EXERCISE
From the top of the entries below through the line containing "use tokio::sync::RwLock;", return every line exactly as written, please, and stop there.

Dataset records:

*** Begin section ***

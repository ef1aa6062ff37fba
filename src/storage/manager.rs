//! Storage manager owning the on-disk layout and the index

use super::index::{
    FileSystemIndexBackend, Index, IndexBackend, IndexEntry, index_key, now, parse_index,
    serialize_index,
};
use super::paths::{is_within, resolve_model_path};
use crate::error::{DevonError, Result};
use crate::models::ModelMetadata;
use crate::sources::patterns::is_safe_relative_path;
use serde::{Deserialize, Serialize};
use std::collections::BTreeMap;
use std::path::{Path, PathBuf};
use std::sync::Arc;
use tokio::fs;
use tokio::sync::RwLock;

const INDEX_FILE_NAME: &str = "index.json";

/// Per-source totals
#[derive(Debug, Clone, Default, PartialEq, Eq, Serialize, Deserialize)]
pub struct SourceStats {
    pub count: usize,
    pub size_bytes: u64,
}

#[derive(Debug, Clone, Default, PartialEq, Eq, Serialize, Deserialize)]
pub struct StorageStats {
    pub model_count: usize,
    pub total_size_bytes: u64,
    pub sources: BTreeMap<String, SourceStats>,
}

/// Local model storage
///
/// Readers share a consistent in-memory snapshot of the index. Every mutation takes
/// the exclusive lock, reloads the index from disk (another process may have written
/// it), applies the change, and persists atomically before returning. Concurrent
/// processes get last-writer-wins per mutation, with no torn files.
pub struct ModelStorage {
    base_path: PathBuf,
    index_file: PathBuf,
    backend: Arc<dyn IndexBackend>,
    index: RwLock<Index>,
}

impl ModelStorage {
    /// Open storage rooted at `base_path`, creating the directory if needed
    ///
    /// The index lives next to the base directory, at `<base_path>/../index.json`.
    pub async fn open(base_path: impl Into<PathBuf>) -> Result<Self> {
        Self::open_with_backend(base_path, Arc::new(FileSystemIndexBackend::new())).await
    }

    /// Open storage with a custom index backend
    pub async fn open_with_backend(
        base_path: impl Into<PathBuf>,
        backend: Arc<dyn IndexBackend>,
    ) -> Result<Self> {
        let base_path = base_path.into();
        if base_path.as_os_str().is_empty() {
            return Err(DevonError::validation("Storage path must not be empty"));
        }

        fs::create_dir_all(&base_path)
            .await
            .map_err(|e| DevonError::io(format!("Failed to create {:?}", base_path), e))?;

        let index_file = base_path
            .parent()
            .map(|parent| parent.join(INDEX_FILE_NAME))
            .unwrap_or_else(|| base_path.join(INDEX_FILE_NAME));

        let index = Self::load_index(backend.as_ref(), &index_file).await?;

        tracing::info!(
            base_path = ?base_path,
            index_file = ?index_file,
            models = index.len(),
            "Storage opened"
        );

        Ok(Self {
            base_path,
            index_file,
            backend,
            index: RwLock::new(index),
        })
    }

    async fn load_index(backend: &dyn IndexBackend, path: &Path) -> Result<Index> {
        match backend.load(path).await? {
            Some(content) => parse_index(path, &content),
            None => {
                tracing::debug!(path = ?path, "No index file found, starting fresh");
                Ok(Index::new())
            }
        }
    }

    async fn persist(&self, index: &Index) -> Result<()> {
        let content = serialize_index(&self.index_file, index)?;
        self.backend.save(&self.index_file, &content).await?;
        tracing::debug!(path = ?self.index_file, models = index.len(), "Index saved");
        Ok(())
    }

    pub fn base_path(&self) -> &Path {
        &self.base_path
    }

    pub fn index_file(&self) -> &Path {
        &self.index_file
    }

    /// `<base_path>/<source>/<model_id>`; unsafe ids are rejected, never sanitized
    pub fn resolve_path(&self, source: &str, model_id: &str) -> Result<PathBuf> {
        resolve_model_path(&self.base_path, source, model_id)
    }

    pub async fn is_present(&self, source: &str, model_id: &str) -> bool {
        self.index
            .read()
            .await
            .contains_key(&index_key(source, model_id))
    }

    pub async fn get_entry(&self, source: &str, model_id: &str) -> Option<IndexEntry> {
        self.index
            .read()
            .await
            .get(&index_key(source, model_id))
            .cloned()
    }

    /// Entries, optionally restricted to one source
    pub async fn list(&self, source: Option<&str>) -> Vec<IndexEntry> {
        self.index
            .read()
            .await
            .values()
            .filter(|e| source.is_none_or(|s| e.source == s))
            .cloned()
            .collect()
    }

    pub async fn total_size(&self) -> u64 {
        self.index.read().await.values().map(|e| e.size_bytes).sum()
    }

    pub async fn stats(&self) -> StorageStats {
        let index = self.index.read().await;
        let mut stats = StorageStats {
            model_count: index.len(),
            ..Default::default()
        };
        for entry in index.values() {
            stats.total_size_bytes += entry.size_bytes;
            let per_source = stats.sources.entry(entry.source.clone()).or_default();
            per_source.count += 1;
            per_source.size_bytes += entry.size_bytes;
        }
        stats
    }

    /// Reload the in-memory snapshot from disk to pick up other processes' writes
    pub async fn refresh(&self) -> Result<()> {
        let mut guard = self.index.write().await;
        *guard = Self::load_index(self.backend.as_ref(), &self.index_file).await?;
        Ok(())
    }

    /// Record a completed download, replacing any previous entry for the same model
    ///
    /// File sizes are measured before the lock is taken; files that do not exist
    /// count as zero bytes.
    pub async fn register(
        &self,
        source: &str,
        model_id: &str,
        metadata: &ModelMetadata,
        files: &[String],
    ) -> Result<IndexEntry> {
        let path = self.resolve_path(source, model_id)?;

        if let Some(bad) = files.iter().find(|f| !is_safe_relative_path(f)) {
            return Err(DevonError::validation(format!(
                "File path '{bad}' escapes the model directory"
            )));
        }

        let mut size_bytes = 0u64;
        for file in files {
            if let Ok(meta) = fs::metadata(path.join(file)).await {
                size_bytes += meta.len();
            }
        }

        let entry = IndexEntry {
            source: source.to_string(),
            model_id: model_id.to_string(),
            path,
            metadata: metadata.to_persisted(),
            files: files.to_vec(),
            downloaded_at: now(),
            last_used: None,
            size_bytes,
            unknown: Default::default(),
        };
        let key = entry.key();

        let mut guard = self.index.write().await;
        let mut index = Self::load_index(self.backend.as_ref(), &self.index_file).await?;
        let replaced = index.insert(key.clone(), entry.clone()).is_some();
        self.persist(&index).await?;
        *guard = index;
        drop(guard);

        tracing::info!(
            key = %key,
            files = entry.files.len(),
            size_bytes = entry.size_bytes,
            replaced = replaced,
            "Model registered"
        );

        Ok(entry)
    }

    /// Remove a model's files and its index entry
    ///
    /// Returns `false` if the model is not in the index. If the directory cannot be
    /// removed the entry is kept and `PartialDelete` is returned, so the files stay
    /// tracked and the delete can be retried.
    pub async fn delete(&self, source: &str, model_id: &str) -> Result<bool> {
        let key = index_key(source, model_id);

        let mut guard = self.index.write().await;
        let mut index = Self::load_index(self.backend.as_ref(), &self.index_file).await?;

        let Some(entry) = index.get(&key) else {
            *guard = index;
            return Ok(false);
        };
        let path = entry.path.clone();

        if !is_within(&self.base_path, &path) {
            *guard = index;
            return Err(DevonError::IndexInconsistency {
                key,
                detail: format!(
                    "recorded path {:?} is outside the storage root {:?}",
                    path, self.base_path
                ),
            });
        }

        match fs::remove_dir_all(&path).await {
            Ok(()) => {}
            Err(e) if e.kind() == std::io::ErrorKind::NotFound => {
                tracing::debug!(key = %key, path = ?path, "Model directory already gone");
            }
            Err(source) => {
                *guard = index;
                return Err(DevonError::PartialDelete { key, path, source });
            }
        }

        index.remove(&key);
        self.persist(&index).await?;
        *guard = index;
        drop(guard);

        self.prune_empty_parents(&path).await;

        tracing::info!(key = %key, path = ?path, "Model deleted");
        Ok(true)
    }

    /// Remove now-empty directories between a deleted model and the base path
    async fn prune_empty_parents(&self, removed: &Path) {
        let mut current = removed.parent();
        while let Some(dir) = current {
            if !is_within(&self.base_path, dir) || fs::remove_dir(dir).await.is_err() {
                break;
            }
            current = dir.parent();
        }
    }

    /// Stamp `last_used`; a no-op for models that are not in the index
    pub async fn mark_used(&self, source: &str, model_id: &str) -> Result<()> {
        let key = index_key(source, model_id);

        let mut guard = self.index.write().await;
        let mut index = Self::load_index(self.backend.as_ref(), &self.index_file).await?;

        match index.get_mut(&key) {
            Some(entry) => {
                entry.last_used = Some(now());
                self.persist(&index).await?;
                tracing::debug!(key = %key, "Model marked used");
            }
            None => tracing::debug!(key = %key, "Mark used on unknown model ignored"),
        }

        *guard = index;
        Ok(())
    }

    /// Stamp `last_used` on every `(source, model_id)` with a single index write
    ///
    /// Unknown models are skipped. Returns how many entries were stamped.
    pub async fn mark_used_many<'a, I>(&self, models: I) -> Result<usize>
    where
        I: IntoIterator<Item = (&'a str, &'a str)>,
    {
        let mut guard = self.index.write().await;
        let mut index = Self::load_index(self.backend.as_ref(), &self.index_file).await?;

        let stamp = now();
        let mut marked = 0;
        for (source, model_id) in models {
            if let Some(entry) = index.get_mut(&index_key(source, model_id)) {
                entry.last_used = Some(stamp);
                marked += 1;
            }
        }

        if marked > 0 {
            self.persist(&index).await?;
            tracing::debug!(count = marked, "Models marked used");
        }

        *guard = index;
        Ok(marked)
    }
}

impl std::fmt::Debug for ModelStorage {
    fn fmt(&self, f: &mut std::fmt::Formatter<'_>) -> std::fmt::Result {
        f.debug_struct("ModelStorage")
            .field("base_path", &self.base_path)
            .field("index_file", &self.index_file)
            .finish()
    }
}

*** End section ***

WRITTEN RESPONSE
repository ef1aa6062ff37fba
filename src/storage/manager.rs
//! Storage manager owning the on-disk layout and the index

use super::index::{
    FileSystemIndexBackend, Index, IndexBackend, IndexEntry, index_key, now, parse_index,
    serialize_index,
};
use super::paths::{is_within, resolve_model_path};
use crate::error::{DevonError, Result};
use crate::models::ModelMetadata;
use crate::sources::patterns::is_safe_relative_path;
use serde::{Deserialize, Serialize};
use std::collections::BTreeMap;
use std::path::{Path, PathBuf};
use std::sync::Arc;
use tokio::fs;
use tokio::sync::RwLock;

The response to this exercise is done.